== Information given

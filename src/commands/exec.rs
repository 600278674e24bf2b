//! `execute-write`: run the policy pipeline with writes allowed, dry-run
//! for cost, and execute. The read/write roles are the mirror image of
//! `query`: a read reaching this entry point is rejected rather than run,
//! since reads belong on the `query` entry point.

use chrono::Utc;
use color_eyre::eyre::Result;

use super::{race_ctrl_c, resolve_adapter};
use crate::cli::{parse_limit_flag, ExecArgs};
use crate::config::AppConfig;
use crate::cost::{check_cost_threshold, deny_without_estimate, CostThresholds};
use crate::diagnostics::{Classification, Decision, PipelineResult};
use crate::policy::{run_policy, PolicyOptions};
use crate::querylog::{self, QueryLogEntry};
use crate::verdict::{self, VerdictExtras};

const READ_REJECTED_MESSAGE: &str = "read statements are rejected by the execute-write entry point; use query instead";

pub async fn run_exec(args: ExecArgs) -> Result<i32> {
  let config = AppConfig::load().unwrap_or_default();
  querylog::cleanup_old_logs(config.log_retention_days).ok();

  let mut adapter = match resolve_adapter(&args.connection).await {
    Ok(adapter) => adapter,
    Err(e) => {
      let mut extras = VerdictExtras::default();
      extras.adapter_error = Some(e.to_string());
      println!("{}", verdict::render(&empty_result(), &extras, Decision::Deny, args.policy.format.into()));
      return Ok(verdict::exit_code(Decision::Deny));
    },
  };

  let options = PolicyOptions {
    dialect: args.policy.dialect.map(Into::into).or(Some(adapter.dialect())),
    allow_write: true,
    limit: parse_limit_flag(&args.policy.limit, config.default_row_limit),
    dangerous_functions: adapter.dangerous_functions(),
  };
  let result = run_policy(&args.policy.sql, &options);
  let mut extras = VerdictExtras::default();

  let thresholds = CostThresholds {
    max_gb: args.max_gb.or(config.max_gb),
    max_usd: args.max_usd.or(config.max_usd),
    max_rows: args.max_rows.or(config.max_rows),
  };

  if !result.blocked && result.classification == Classification::Read {
    extras.adapter_error = Some(READ_REJECTED_MESSAGE.to_string());
  }

  if !result.blocked && extras.adapter_error.is_none() {
    match race_ctrl_c(adapter.dry_run(result.effective_sql())).await {
      Some(Ok(Some(estimate))) => {
        if let Some(diagnostic) = check_cost_threshold(&estimate, &thresholds) {
          extras.cost_error = Some(diagnostic.message.clone());
        }
        extras.estimate = Some(estimate);
      },
      Some(Ok(None)) => {
        if let Some(diagnostic) = deny_without_estimate(&thresholds) {
          extras.cost_error = Some(diagnostic.message.clone());
        }
      },
      Some(Err(e)) => extras.adapter_error = Some(e.to_string()),
      None => {
        adapter.close().await.ok();
        log::warn!("interrupted during dry-run against `{}`; no query-log entry written", args.connection);
        return Ok(130);
      },
    }
  }

  let pre_execute_decision = verdict::decide(&result, &extras, true);
  if pre_execute_decision == Decision::Allow {
    match race_ctrl_c(adapter.execute(result.effective_sql(), &Default::default())).await {
      Some(Ok(execution)) => extras.execution = Some(execution),
      Some(Err(e)) => extras.adapter_error = Some(e.to_string()),
      None => {
        adapter.close().await.ok();
        log::warn!("interrupted during execution against `{}`; no query-log entry written", args.connection);
        return Ok(130);
      },
    }
  }

  let final_decision = verdict::decide(&result, &extras, true);

  let entry = QueryLogEntry {
    timestamp: Utc::now(),
    connection: args.connection.clone(),
    dialect: adapter.dialect().to_string(),
    original_sql: result.original_sql.clone(),
    effective_sql: result.effective_sql().to_string(),
    tables: result.tables.clone(),
    blocked: result.blocked,
    codes: result.codes().iter().map(ToString::to_string).collect(),
    dry_run: false,
    cost_gb: extras.estimate.as_ref().and_then(|e| e.estimated_bytes).map(|b| b as f64 / 1_000_000_000.0),
    cost_usd: extras.estimate.as_ref().and_then(|e| e.estimated_cost_usd),
    duration_ms: extras.execution.as_ref().and_then(|e| e.duration_ms),
    labels: Default::default(),
  };
  querylog::log_query(&entry).ok();
  adapter.close().await.ok();

  log::info!("exec against `{}`: decision={final_decision:?}, tables={:?}", args.connection, result.tables);
  println!("{}", verdict::render(&result, &extras, final_decision, args.policy.format.into()));
  Ok(verdict::exit_code(final_decision))
}

fn empty_result() -> PipelineResult {
  PipelineResult {
    original_sql: String::new(),
    healed_sql: None,
    diagnostics: Vec::new(),
    blocked: true,
    classification: crate::diagnostics::Classification::Unknown,
    tables: Vec::new(),
  }
}
use std::collections::BTreeSet;
use std::time::Instant;

use async_trait::async_trait;
use serde_json::{Map, Value as Json};
use sqlx::postgres::{PgPoolOptions, PgRow};
use sqlx::{Column, Row, TypeInfo, ValueRef};

use super::{Adapter, ColumnInfo, ConnectionConfig, DbType, ExecutionResult, IntrospectionLevel, Labels, SchemaMetadata, TableInfo};
use crate::cost::CostEstimate;
use crate::error::AdapterError;
use crate::parser::SqlDialect;

#[derive(Default)]
pub struct PostgresAdapter {
  pool: Option<sqlx::PgPool>,
}

#[async_trait(?Send)]
impl Adapter for PostgresAdapter {
  async fn connect(&mut self, config: ConnectionConfig) -> Result<(), AdapterError> {
    let pool = PgPoolOptions::new()
      .max_connections(3)
      .connect(&config.url)
      .await
      .map_err(|e| AdapterError::Connect(e.to_string()))?;
    self.pool = Some(pool);
    Ok(())
  }

  async fn close(&mut self) -> Result<(), AdapterError> {
    if let Some(pool) = self.pool.take() {
      pool.close().await;
    }
    Ok(())
  }

  async fn dry_run(&mut self, sql: &str) -> Result<Option<CostEstimate>, AdapterError> {
    let pool = self.pool.as_ref().ok_or(AdapterError::Closed)?;
    let explain = format!("EXPLAIN (FORMAT JSON) {sql}");
    let row = match sqlx::query(&explain).fetch_one(pool).await {
      Ok(row) => row,
      Err(sqlx::Error::Database(db_err)) if db_err.code().as_deref() == Some("42601") => return Ok(None),
      Err(e) => return Err(AdapterError::Query(e.to_string())),
    };
    let plan_json: Json = row.try_get::<Json, _>(0).map_err(|e| AdapterError::Query(e.to_string()))?;
    Ok(Some(plan_to_estimate(&plan_json)))
  }

  async fn execute(&mut self, sql: &str, labels: &Labels) -> Result<ExecutionResult, AdapterError> {
    let pool = self.pool.as_ref().ok_or(AdapterError::Closed)?;
    let labeled_sql = with_label_comment(sql, labels);
    let started = Instant::now();
    let rows = sqlx::query(&labeled_sql).fetch_all(pool).await.map_err(|e| AdapterError::Query(e.to_string()))?;
    let duration_ms = started.elapsed().as_millis() as u64;

    let columns = rows.first().map(column_names).unwrap_or_default();
    let json_rows = rows.iter().map(row_to_json_map).collect::<Vec<_>>();
    let row_count = json_rows.len() as u64;

    Ok(ExecutionResult { columns, rows: json_rows, row_count, cost: None, duration_ms: Some(duration_ms) })
  }

  async fn introspect(&mut self, _level: IntrospectionLevel) -> Result<SchemaMetadata, AdapterError> {
    let pool = self.pool.as_ref().ok_or(AdapterError::Closed)?;
    let rows = sqlx::query(
      "SELECT table_schema, table_name, column_name, data_type, is_nullable \
       FROM information_schema.columns \
       WHERE table_schema NOT IN ('pg_catalog', 'information_schema') \
       ORDER BY table_schema, table_name, ordinal_position",
    )
    .fetch_all(pool)
    .await
    .map_err(|e| AdapterError::Query(e.to_string()))?;

    let mut tables: Vec<TableInfo> = Vec::new();
    for row in rows {
      let schema: String = row.try_get("table_schema").unwrap_or_default();
      let name: String = row.try_get("table_name").unwrap_or_default();
      let column = ColumnInfo {
        name: row.try_get("column_name").unwrap_or_default(),
        type_name: row.try_get("data_type").unwrap_or_default(),
        nullable: row.try_get::<String, _>("is_nullable").map(|v| v == "YES").unwrap_or(true),
      };
      match tables.iter_mut().find(|t| t.schema.as_deref() == Some(schema.as_str()) && t.name == name) {
        Some(table) => table.columns.push(column),
        None => tables.push(TableInfo { schema: Some(schema), name, columns: vec![column] }),
      }
    }
    Ok(SchemaMetadata { tables })
  }

  fn dialect(&self) -> SqlDialect {
    SqlDialect::Postgres
  }

  fn db_type(&self) -> DbType {
    DbType::Postgres
  }

  fn dangerous_functions(&self) -> BTreeSet<String> {
    [
      "pg_terminate_backend",
      "pg_cancel_backend",
      "pg_read_file",
      "pg_read_binary_file",
      "lo_import",
      "lo_export",
      "pg_advisory_lock",
      "pg_advisory_xact_lock",
      "set_config",
      "pg_switch_wal",
      "pg_create_restore_point",
    ]
    .into_iter()
    .map(str::to_string)
    .collect()
  }
}

fn with_label_comment(sql: &str, labels: &Labels) -> String {
  if labels.is_empty() {
    return sql.to_string();
  }
  let rendered = labels.iter().map(|(k, v)| format!("{k}={v}")).collect::<Vec<_>>().join(" ");
  format!("/* sqlgate: {rendered} */ {sql}")
}

fn column_names(row: &PgRow) -> Vec<String> {
  row.columns().iter().map(|c| c.name().to_string()).collect()
}

fn row_to_json_map(row: &PgRow) -> Map<String, Json> {
  let mut map = Map::new();
  for col in row.columns() {
    map.insert(col.name().to_string(), column_to_json(row, col.ordinal(), &col.type_info().to_string()));
  }
  map
}

/// Dispatches on the Postgres column type name the same way a textual
/// row-previewer does, but produces `serde_json::Value` rather than a
/// display string so execution results stay machine-readable.
fn column_to_json(row: &PgRow, ordinal: usize, type_name: &str) -> Json {
  if row.try_get_raw(ordinal).is_ok_and(|v| v.is_null()) {
    return Json::Null;
  }
  match type_name.to_uppercase().as_str() {
    "BOOL" => row.try_get::<bool, _>(ordinal).map(Json::from).unwrap_or(Json::Null),
    "SMALLINT" | "INT2" => row.try_get::<i16, _>(ordinal).map(Json::from).unwrap_or(Json::Null),
    "INT" | "INT4" => row.try_get::<i32, _>(ordinal).map(Json::from).unwrap_or(Json::Null),
    "BIGINT" | "INT8" => row.try_get::<i64, _>(ordinal).map(Json::from).unwrap_or(Json::Null),
    "REAL" | "FLOAT4" => row.try_get::<f32, _>(ordinal).map(|v| Json::from(v as f64)).unwrap_or(Json::Null),
    "DOUBLE PRECISION" | "FLOAT8" => row.try_get::<f64, _>(ordinal).map(Json::from).unwrap_or(Json::Null),
    "JSON" | "JSONB" => row.try_get::<Json, _>(ordinal).unwrap_or(Json::Null),
    "TIMESTAMPTZ" => {
      row.try_get::<chrono::DateTime<chrono::Utc>, _>(ordinal).map(|v| Json::String(v.to_rfc3339())).unwrap_or(Json::Null)
    },
    "TIMESTAMP" => {
      row.try_get::<chrono::NaiveDateTime, _>(ordinal).map(|v| Json::String(v.to_string())).unwrap_or(Json::Null)
    },
    "DATE" => row.try_get::<chrono::NaiveDate, _>(ordinal).map(|v| Json::String(v.to_string())).unwrap_or(Json::Null),
    "UUID" => row.try_get::<sqlx::types::Uuid, _>(ordinal).map(|v| Json::String(v.to_string())).unwrap_or(Json::Null),
    _ => row.try_get_unchecked::<String, _>(ordinal).map(Json::String).unwrap_or(Json::Null),
  }
}

fn plan_to_estimate(plan_json: &Json) -> CostEstimate {
  let plan = plan_json.as_array().and_then(|a| a.first()).and_then(|p| p.get("Plan"));
  let estimated_rows = plan.and_then(|p| p.get("Plan Rows")).and_then(Json::as_u64);
  let plan_node = plan.and_then(|p| p.get("Node Type")).and_then(Json::as_str).map(str::to_string);
  let mut warnings = Vec::new();
  if let (Some(node), Some(rows)) = (&plan_node, estimated_rows) {
    if node == "Seq Scan" && rows > 100_000 {
      warnings.push(format!("sequential scan over an estimated {rows} rows"));
    }
  }
  CostEstimate {
    estimated_rows,
    plan_node: plan_node.clone(),
    warnings,
    summary: plan_node.map(|n| format!("top-level plan node: {n}")),
    ..Default::default()
  }
}

#[cfg(test)]
mod tests {
  use super::*;

  #[test]
  fn dangerous_functions_matches_the_known_blocklist() {
    let adapter = PostgresAdapter::default();
    let blocklist = adapter.dangerous_functions();
    assert!(blocklist.contains("pg_terminate_backend"));
    assert!(blocklist.contains("pg_read_file"));
    assert_eq!(blocklist.len(), 11);
  }

  #[test]
  fn label_comment_is_prefixed_when_labels_present() {
    let mut labels = Labels::new();
    labels.insert("job".to_string(), "nightly".to_string());
    let sql = with_label_comment("SELECT 1", &labels);
    assert!(sql.starts_with("/* sqlgate: job=nightly */"));
  }

  #[test]
  fn no_labels_leaves_sql_untouched() {
    assert_eq!(with_label_comment("SELECT 1", &Labels::new()), "SELECT 1");
  }

  #[test]
  fn plan_json_extracts_seq_scan_warning() {
    let plan_json = serde_json::json!([{ "Plan": { "Node Type": "Seq Scan", "Plan Rows": 500_000 } }]);
    let estimate = plan_to_estimate(&plan_json);
    assert_eq!(estimate.estimated_rows, Some(500_000));
    assert!(!estimate.warnings.is_empty());
  }
}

====

> _Exercise prompt_
Where a line contains the word "first", copy that line from the listing above.

> _Task response_
    let columns = rows.first().map(column_names).unwrap_or_default();
  let plan = plan_json.as_array().and_then(|a| a.first()).and_then(|p| p.get("Plan"));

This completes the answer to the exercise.